Comment le Kosovo a perdu tout potentiel d'électricité : Malech explique

Les réductions ont commencé cette année au milieu de l'été, ce qui a alarmé les citoyens. Agon Maliqi, quant à lui, montre où, selon lui, le Kosovo a tort, qui est maintenant si incertain en matière de sécurité énergétique. L'opinionniste Agon Maliqi a écrit sur l'histoire du refus des ressources énergétiques, car les réductions d'énergie au Kosovo ont été mises en garde hier. Il dit [...]
L'opinionniste Agon Maliqi a écrit sur l'histoire du refus des ressources énergétiques, car les réductions d'énergie au Kosovo ont été mises en garde hier.
Selon lui, la construction de centrales thermiques par des investisseurs américains et allemands a été rejetée au Kosovo. Selon Maliqi, les raisons de ne pas construire de nouvelles centrales thermiques étaient instables.
Maliqi mentionne également le refus du projet américain de construction de pipelines.
Aujourd'hui, les projets charbonniers ne financent plus qui, pendant ce temps, le Kosovo les rejette avec du gaz, toujours noble en prévision de la transition vers des ressources vertes, se laissant à la merci du destin et des hommes d'affaires de l'énergie dans la période intermédiaire de”, a-t-il écrit.
Ci-dessous, trouvez un texte complet sans interférence:
Quelque part autour des premières années d'indépendance, le Kosovo a eu l'occasion de construire de nouvelles centrales au charbon auprès d'investisseurs américains ou allemands sérieux. Le projet a échoué après avoir été saboté avec succès par la mafia régionale du commerce de l'énergie et par la Russie désireuse de renforcer la dépendance de la région au gaz. Cependant, avec l'aide de l'incapacité du gouvernement à l'époque et de nombreuses personnes au Kosovo, la plupart (mais pas toutes) avec de bonnes intentions.
Les arguments entendus au Kosovo en opposition au projet ? Le Kosovo devrait avoir la priorité sur les sources d'énergie de substitution, qui à l'époque (pour la différence d'aujourd'hui) n'étaient pas économiquement raisonnables. Elle a même déclaré qu'elle entraverait notre intégration dans l'UE. Il a également parlé de la qualité de l'air, bien que de nouvelles centrales thermiques avec des technologies temporelles pollueraient plus que de vieux dinosaures. Il a parlé du capitalisme impitoyable qu'il voulait nous voler. Ainsi les centrales thermiques étaient <x0ème) le grand mal. ”

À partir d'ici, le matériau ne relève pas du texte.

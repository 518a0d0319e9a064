//! Implementation of the `templar render` command.
//!
//! Responsibility: translate CLI arguments into a `TemplateRef` plus tag
//! overrides, call the core services, and display results.
//!
//! Dispatch sequence:
//! 1. Validate the template directory
//! 2. Load and normalize metadata (native or foreign schema)
//! 3. Build typed tag overrides from `--name` / `--set`
//! 4. Resolve tags (defaults, overrides, computed) and the exclusion pattern
//! 5. Collect and render the template files
//! 6. Early-exit listing on `--dry-run`, otherwise write the output

use std::collections::HashSet;

use tracing::{debug, info, instrument};

use templar_adapters::{DotNetMetadataMapper, FileExcluder, LocalOutput, LocalTemplateSource};
use templar_core::application::ports::TemplateRef;
use templar_core::application::{MetadataService, RenderService};
use templar_core::domain::{TagEnvironment, TagValue, TemplateMetadata};
use templar_core::error::TemplarError;

use crate::{
    cli::{GlobalArgs, RenderArgs},
    config::AppConfig,
    error::{CliError, CliResult},
    output::OutputManager,
};

/// Execute the `templar render` command.
#[instrument(skip_all, fields(template = %args.template.display()))]
pub fn execute(
    args: RenderArgs,
    global: GlobalArgs,
    config: AppConfig,
    output: OutputManager,
) -> CliResult<()> {
    // 1. Validate the template directory
    if !args.template.is_dir() {
        return Err(CliError::TemplateNotFound {
            path: args.template,
        });
    }
    let template = template_ref(&args);

    // 2. Load metadata
    let metadata_service = MetadataService::new(vec![Box::new(LocalTemplateSource::new())])
        .with_mapper(Box::new(DotNetMetadataMapper::new()));
    let metadata = metadata_service.load(&template)?;
    debug!(
        has_metadata = metadata.is_some(),
        overrides = args.set.len(),
        "metadata loaded"
    );

    // 3 + 4. Overrides and resolution
    let overrides = build_overrides(&args, &config, metadata.as_ref())?;
    let renderer = RenderService::new();
    let resolution = renderer.prepare(metadata.as_ref(), &overrides)?;

    // 5. Collect and render
    let source = LocalTemplateSource::new();
    let excluder = FileExcluder::new(&resolution.exclusion_pattern);
    let files = source
        .collect_files(&template.source_url, None, &excluder)
        .map_err(TemplarError::from)?;
    let rendered = renderer.render(&files, &resolution)?;

    // 6. Dry run: describe but do not write.
    if args.dry_run {
        output.header(&format!(
            "Dry run: {} file(s) would be written to {}",
            rendered.len(),
            args.output.display(),
        ))?;
        for file in &rendered {
            output.print(&format!("  {}", file.name))?;
        }
        if !resolution.exclusion_pattern.is_empty() && global.verbose > 0 {
            output.info(&format!("Excluded: {}", resolution.exclusion_pattern))?;
        }
        return Ok(());
    }

    ensure_writable(&args)?;
    LocalOutput::new(&args.output)
        .write_all(&rendered)
        .map_err(TemplarError::from)?;

    info!(
        files = rendered.len(),
        output = %args.output.display(),
        "render complete"
    );
    output.success(&format!(
        "Rendered {} file(s) into {}",
        rendered.len(),
        args.output.display(),
    ))?;
    Ok(())
}

fn template_ref(args: &RenderArgs) -> TemplateRef {
    let name = args
        .template
        .file_name()
        .map(|n| n.to_string_lossy().into_owned())
        .unwrap_or_default();
    TemplateRef {
        name,
        source_type: "filesystem".into(),
        source_url: args.template.display().to_string(),
        source_directory: None,
    }
}

/// Build the typed override environment from `--name` and `--set`.
///
/// Typing rules: a key the template declares as conditional must be given
/// `true` or `false`; otherwise `true`/`false` become booleans, parseable
/// numbers become numbers, and everything else stays a string.
fn build_overrides(
    args: &RenderArgs,
    config: &AppConfig,
    metadata: Option<&TemplateMetadata>,
) -> CliResult<TagEnvironment> {
    let mut env = TagEnvironment::new();

    // Project name: flag, then config, then the baseline for templates that
    // declare no string tags of their own.
    let declares_tags = metadata.is_some_and(|m| !m.tags.is_empty());
    let name = args
        .name
        .clone()
        .or_else(|| config.defaults.project_name.clone());
    if let Some(name) = name {
        env.insert(MetadataService::PROJECT_NAME_KEY, TagValue::Str(name));
    } else if !declares_tags {
        env.insert(
            MetadataService::PROJECT_NAME_KEY,
            TagValue::Str(MetadataService::DEFAULT_PROJECT_NAME.to_owned()),
        );
    }

    let conditional_keys: HashSet<&str> = metadata
        .iter()
        .flat_map(|m| m.conditional_tags.iter().map(|t| t.key.as_str()))
        .collect();

    for pair in &args.set {
        let Some((key, raw)) = pair.split_once('=') else {
            return Err(CliError::InvalidTagValue {
                key: pair.clone(),
                reason: "expected KEY=VALUE".into(),
            });
        };
        if key.is_empty() {
            return Err(CliError::InvalidTagValue {
                key: pair.clone(),
                reason: "the key may not be empty".into(),
            });
        }

        let value = if conditional_keys.contains(key) {
            match raw {
                _ if raw.eq_ignore_ascii_case("true") => TagValue::Bool(true),
                _ if raw.eq_ignore_ascii_case("false") => TagValue::Bool(false),
                other => {
                    return Err(CliError::InvalidTagValue {
                        key: key.to_owned(),
                        reason: format!("expected true or false, got `{other}`"),
                    });
                }
            }
        } else if raw.eq_ignore_ascii_case("true") {
            TagValue::Bool(true)
        } else if raw.eq_ignore_ascii_case("false") {
            TagValue::Bool(false)
        } else if let Ok(n) = raw.parse::<f64>() {
            TagValue::Num(n)
        } else {
            TagValue::Str(raw.to_owned())
        };
        env.insert(key, value);
    }

    Ok(env)
}

/// Refuse to clobber a non-empty output directory without `--force`.
fn ensure_writable(args: &RenderArgs) -> CliResult<()> {
    if args.force || !args.output.exists() {
        return Ok(());
    }
    let mut entries = std::fs::read_dir(&args.output)?;
    if entries.next().is_some() {
        return Err(CliError::OutputNotEmpty {
            path: args.output.clone(),
        });
    }
    Ok(())
}
//! Application layer errors.
//!
//! These errors represent failures in orchestration and at the ports, not in
//! rendering logic. Rendering errors are `DomainError` from `crate::domain`.

use std::path::PathBuf;
use thiserror::Error;

use crate::error::ErrorCategory;

/// Errors that occur at the application boundary.
#[derive(Debug, Error, Clone)]
pub enum ApplicationError {
    /// A template source failed to deliver a file it should hold.
    ///
    /// Note: when the *metadata* document fails to arrive, the loader
    /// swallows this and treats metadata as absent — retrieval failure is
    /// only fatal for ordinary template files.
    #[error("could not retrieve `{file_name}` from `{source_url}`: {reason}")]
    Retrieval {
        file_name: String,
        source_url: String,
        reason: String,
    },

    /// Filesystem operation failed (adapters writing rendered output).
    #[error("filesystem error at {path}: {reason}")]
    Filesystem { path: PathBuf, reason: String },

    /// A rendered file name tries to escape the output root.
    #[error("refusing to write outside the output root: {name}")]
    UnsafeOutputPath { name: String },
}

impl ApplicationError {
    /// Get user-actionable suggestions.
    pub fn suggestions(&self) -> Vec<String> {
        match self {
            Self::Retrieval { file_name, source_url, .. } => vec![
                format!("Could not read `{}` from `{}`", file_name, source_url),
                "Check that the template path exists and is readable".into(),
            ],
            Self::Filesystem { path, .. } => vec![
                format!("Failed to access: {}", path.display()),
                "Check that you have write permissions".into(),
                "Ensure the parent directory exists".into(),
            ],
            Self::UnsafeOutputPath { .. } => vec![
                "A template produced a file name containing `..` or an absolute path".into(),
                "Fix the template's file layout or tag values".into(),
            ],
        }
    }

    /// Get error category.
    pub fn category(&self) -> ErrorCategory {
        match self {
            Self::Retrieval { .. } => ErrorCategory::NotFound,
            Self::Filesystem { .. } => ErrorCategory::Internal,
            Self::UnsafeOutputPath { .. } => ErrorCategory::Validation,
        }
    }
}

Le résultat? En 2022, le Kosovo continue de dépendre de dinosaures du communisme qui peuvent à peine résister, avec de l'air surexploité; dépendant des importations et des réductions à la mi-août; non intégrés dans l'UE pour d'autres raisons. Alors que l'UE elle-même ne fait pas face à la transition verte dans des circonstances de guerre sans se tourner vers le charbon. Aujourd'hui, les projets charbonniers ne financent plus qui, en attendant, le Kosovo les rejette avec du gaz, toujours noble en prévision de la transition vers des ressources vertes, se laissant à la merci du destin et des hommes d'affaires énergétiques dans la période intermédiaire.
Qui vient dans un pays où l'énergie est réduite à l'heure de l'été et où le premier ministre met en garde contre les possibilités de guerre? Le nombre de 20 000 personnes qui ont quitté l'Union l'année dernière me semble sincèrement faible.
Cependant, nous devons être fiers de notre vigilance, de notre prévoyance et de nos principes, qui interdisent les projets malveillants. Si la folie et l'inflexibilité étaient une source d'énergie, nous avons aujourd'hui fourni toute l'Europe.